Colosio. En este ánimo de renovación, refundación o reestructuración, me resulta inevitable  recordar algunas de mis pláticas con Luis Donaldo Colosio, a la sazón Presidente del CEN del PRI, allá por 1989. En su introspección Donaldo destilaba energía y humildad.  Rechazaba las grillas baratas y a los “amarra navajas”, tan comunes en este quehacer. Recuerdo algunas de las pláticas  con él, preñadas de consistencia, civilidad política y altura de miras. Las ideas fluían. “Debemos ser capaces de construir una democracia civilizada y adulta, donde no se necesite denigrar y calumniar al adversario para construir la carrera propia”. Se lamentaba por la resistencia de los sectores del partido a su democratización, “exigen cuotas pero no aportan votos”. Y cierto, las marchas y movilizaciones “voluntarias” no se reflejaban en las urnas.
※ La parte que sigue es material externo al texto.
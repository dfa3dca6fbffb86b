//! Run configuration for the packing engine.
//!
//! A [`PackingConfig`] is validated once when a run starts and is immutable for the
//! run's duration. [`CanvasSize`] carries the target surface dimensions.
#[cfg(feature = "serde")]
use serde::{Deserialize, Serialize};

use crate::error::{Error, Result};

/// Fraction of the smaller canvas dimension used as the radius of the circular area.
pub const CIRCULAR_AREA_FRACTION: f64 = 0.48;

/// Default number of consecutive rejected attempts after which a run is exhausted.
pub const DEFAULT_FAILURE_THRESHOLD: u32 = 10_000;

/// Default attempts per scheduling tick.
pub const DEFAULT_BATCH_SIZE: u32 = 100;

pub const MIN_POLYGON_SIDES: u32 = 3;
pub const MAX_POLYGON_SIDES: u32 = 12;

/// Shape variant produced by a run.
#[derive(Clone, Copy, Debug, PartialEq, Eq, Hash, Default)]
#[cfg_attr(feature = "serde", derive(Serialize, Deserialize))]
pub enum ShapeKind {
    #[default]
    Circle,
    RegularPolygon,
}

/// Pixel dimensions of the canvas being filled.
#[derive(Clone, Copy, Debug, PartialEq, Eq)]
#[cfg_attr(feature = "serde", derive(Serialize, Deserialize))]
pub struct CanvasSize {
    pub width: u32,
    pub height: u32,
}

impl CanvasSize {
    pub fn new(width: u32, height: u32) -> Self {
        Self { width, height }
    }

    /// Returns an error if either dimension is zero.
    pub fn validate(&self) -> Result<()> {
        if self.width == 0 || self.height == 0 {
            return Err(Error::InvalidCanvas {
                width: self.width,
                height: self.height,
            });
        }
        Ok(())
    }

    pub fn min_dimension(&self) -> f64 {
        self.width.min(self.height) as f64
    }

    /// Radius of the disk shapes are confined to when `circular_area` is set.
    pub fn circular_area_radius(&self) -> f64 {
        self.min_dimension() * CIRCULAR_AREA_FRACTION
    }
}

/// Configuration snapshot for one generation run.
#[non_exhaustive]
#[derive(Debug, Clone, PartialEq)]
#[cfg_attr(feature = "serde", derive(Serialize, Deserialize))]
pub struct PackingConfig {
    /// Smallest shape radius, in canvas pixels.
    pub min_radius: f64,
    /// Largest shape radius, in canvas pixels.
    pub max_radius: f64,
    /// Which shape variant to generate.
    pub shape_kind: ShapeKind,
    /// Polygon side count, only meaningful for [`ShapeKind::RegularPolygon`].
    pub sides: u32,
    /// Confine shapes to a centered disk instead of the full rectangle.
    pub circular_area: bool,
    /// Swap the on/off palettes.
    pub invert_colors: bool,
    /// Visual inset applied when drawing, in [0, 1].
    pub draw_ratio: f64,
    /// Index into the palette table.
    pub style: usize,
    /// Attempts per scheduling tick.
    pub batch_size: u32,
    /// Consecutive rejections that end the run.
    pub failure_threshold: u32,
}

impl Default for PackingConfig {
    fn default() -> Self {
        Self {
            min_radius: 3.0,
            max_radius: 12.0,
            shape_kind: ShapeKind::Circle,
            sides: 4,
            circular_area: true,
            invert_colors: false,
            draw_ratio: 1.0,
            style: 0,
            batch_size: DEFAULT_BATCH_SIZE,
            failure_threshold: DEFAULT_FAILURE_THRESHOLD,
        }
    }
}

impl PackingConfig {
    /// Creates a configuration with the given radius range and defaults elsewhere.
    pub fn new(min_radius: f64, max_radius: f64) -> Self {
        Self {
            min_radius,
            max_radius,
            ..Default::default()
        }
    }

    /// Defaults scaled to a canvas: radii of `(w + h) / 600` and `(w + h) / 150`.
    pub fn for_canvas(canvas: CanvasSize) -> Self {
        let span = canvas.width as f64 + canvas.height as f64;
        Self::new(span / 600.0, span / 150.0)
    }

    pub fn with_radius_range(mut self, min_radius: f64, max_radius: f64) -> Self {
        self.min_radius = min_radius;
        self.max_radius = max_radius;
        self
    }

    pub fn with_shape_kind(mut self, shape_kind: ShapeKind) -> Self {
        self.shape_kind = shape_kind;
        self
    }

    /// Switches to regular polygons with the given side count.
    pub fn with_polygon(mut self, sides: u32) -> Self {
        self.shape_kind = ShapeKind::RegularPolygon;
        self.sides = sides;
        self
    }

    pub fn with_circular_area(mut self, circular_area: bool) -> Self {
        self.circular_area = circular_area;
        self
    }

    pub fn with_invert_colors(mut self, invert_colors: bool) -> Self {
        self.invert_colors = invert_colors;
        self
    }

    pub fn with_draw_ratio(mut self, draw_ratio: f64) -> Self {
        self.draw_ratio = draw_ratio;
        self
    }

    pub fn with_style(mut self, style: usize) -> Self {
        self.style = style;
        self
    }

    pub fn with_batch_size(mut self, batch_size: u32) -> Self {
        self.batch_size = batch_size;
        self
    }

    pub fn with_failure_threshold(mut self, failure_threshold: u32) -> Self {
        self.failure_threshold = failure_threshold;
        self
    }

    /// Validates the configuration on its own, returning an error if invalid.
    pub fn validate(&self) -> Result<()> {
        if !self.min_radius.is_finite() || !self.max_radius.is_finite() {
            return Err(Error::InvalidConfig("radii must be finite".into()));
        }
        if self.min_radius <= 0.0 {
            return Err(Error::InvalidConfig("min_radius must be > 0".into()));
        }
        if self.min_radius > self.max_radius {
            return Err(Error::InvalidConfig(format!(
                "min_radius ({}) must be <= max_radius ({})",
                self.min_radius, self.max_radius
            )));
        }
        if self.shape_kind == ShapeKind::RegularPolygon
            && !(MIN_POLYGON_SIDES..=MAX_POLYGON_SIDES).contains(&self.sides)
        {
            return Err(Error::InvalidConfig(format!(
                "sides must be in [{MIN_POLYGON_SIDES}, {MAX_POLYGON_SIDES}] for regular polygons, got {}",
                self.sides
            )));
        }
        if !(0.0..=1.0).contains(&self.draw_ratio) {
            return Err(Error::InvalidConfig(format!(
                "draw_ratio must be in [0, 1], got {}",
                self.draw_ratio
            )));
        }
        if self.batch_size == 0 {
            return Err(Error::InvalidConfig("batch_size must be > 0".into()));
        }
        if self.failure_threshold == 0 {
            return Err(Error::InvalidConfig("failure_threshold must be > 0".into()));
        }
        Ok(())
    }

    /// Validates the configuration against the canvas it will fill.
    ///
    /// Shapes must fit the sampling region: inside the centered disk in circular
    /// mode, inside the rectangle otherwise.
    pub fn validate_for_canvas(&self, canvas: CanvasSize) -> Result<()> {
        self.validate()?;
        canvas.validate()?;
        if self.circular_area {
            let area = canvas.circular_area_radius();
            if self.max_radius > area {
                return Err(Error::InvalidConfig(format!(
                    "max_radius ({}) exceeds the circular area radius ({area})",
                    self.max_radius
                )));
            }
        } else if self.max_radius * 2.0 > canvas.min_dimension() {
            return Err(Error::InvalidConfig(format!(
                "shapes of max_radius {} do not fit a {}x{} canvas",
                self.max_radius, canvas.width, canvas.height
            )));
        }
        Ok(())
    }

    /// Number of nearest neighbors tested per candidate.
    ///
    /// Grows with the radius ratio since one large neighbor can reach a candidate
    /// past many closer small ones. This bounds the work per attempt but is not a
    /// completeness proof: extreme ratios can still admit an overlap with a shape
    /// outside the checked set.
    pub fn check_nearest(&self) -> usize {
        let hi = self.min_radius.max(self.max_radius);
        let lo = self.min_radius.min(self.max_radius);
        (hi / lo * 2.0).ceil() as usize
    }
}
Recordemos que Joaquín Gamboa Pascoe, líder obrero de la CTM y de la Federación de Trabajadores del DF, perdió la elección de senador frente a Porfirio Muñoz Ledo en 1988. “La lucha será ardua, tenemos que cambiar por convicción, por simple racionalidad”. Le recordé a Benjamín Disraeli, quien con sensibilidad de estadista advirtió a tiempo el hastío y descontento de la sociedad inglesa hacia sus gobernantes. “Debemos escoger entre ser los promotores del cambio o las víctimas del cambio”. De inmediato agregó, reformar para conservar. Con su peculiar acento norteño me decía que había que combatir la doble moral, y el doble discurso, uno hacia adentro y el otro hacia afuera.  Otros temas fueron el clientelismo, los poderosos intereses económicos y políticos, abiertos y soterrados y las estructuras viciadas al interior del partido.

Desconozco si Rubén Zuarth  Esquinca estará a la altura de su responsabilidad histórica, sólo el tiempo, su olfato y capacidad para concertar alianzas y los resultados lo dirán. Sí puedo decir que hoy está al frente del partido un joven político que sabe escuchar, con ideas, proyecto y sentido de la trascendencia. Última llamada.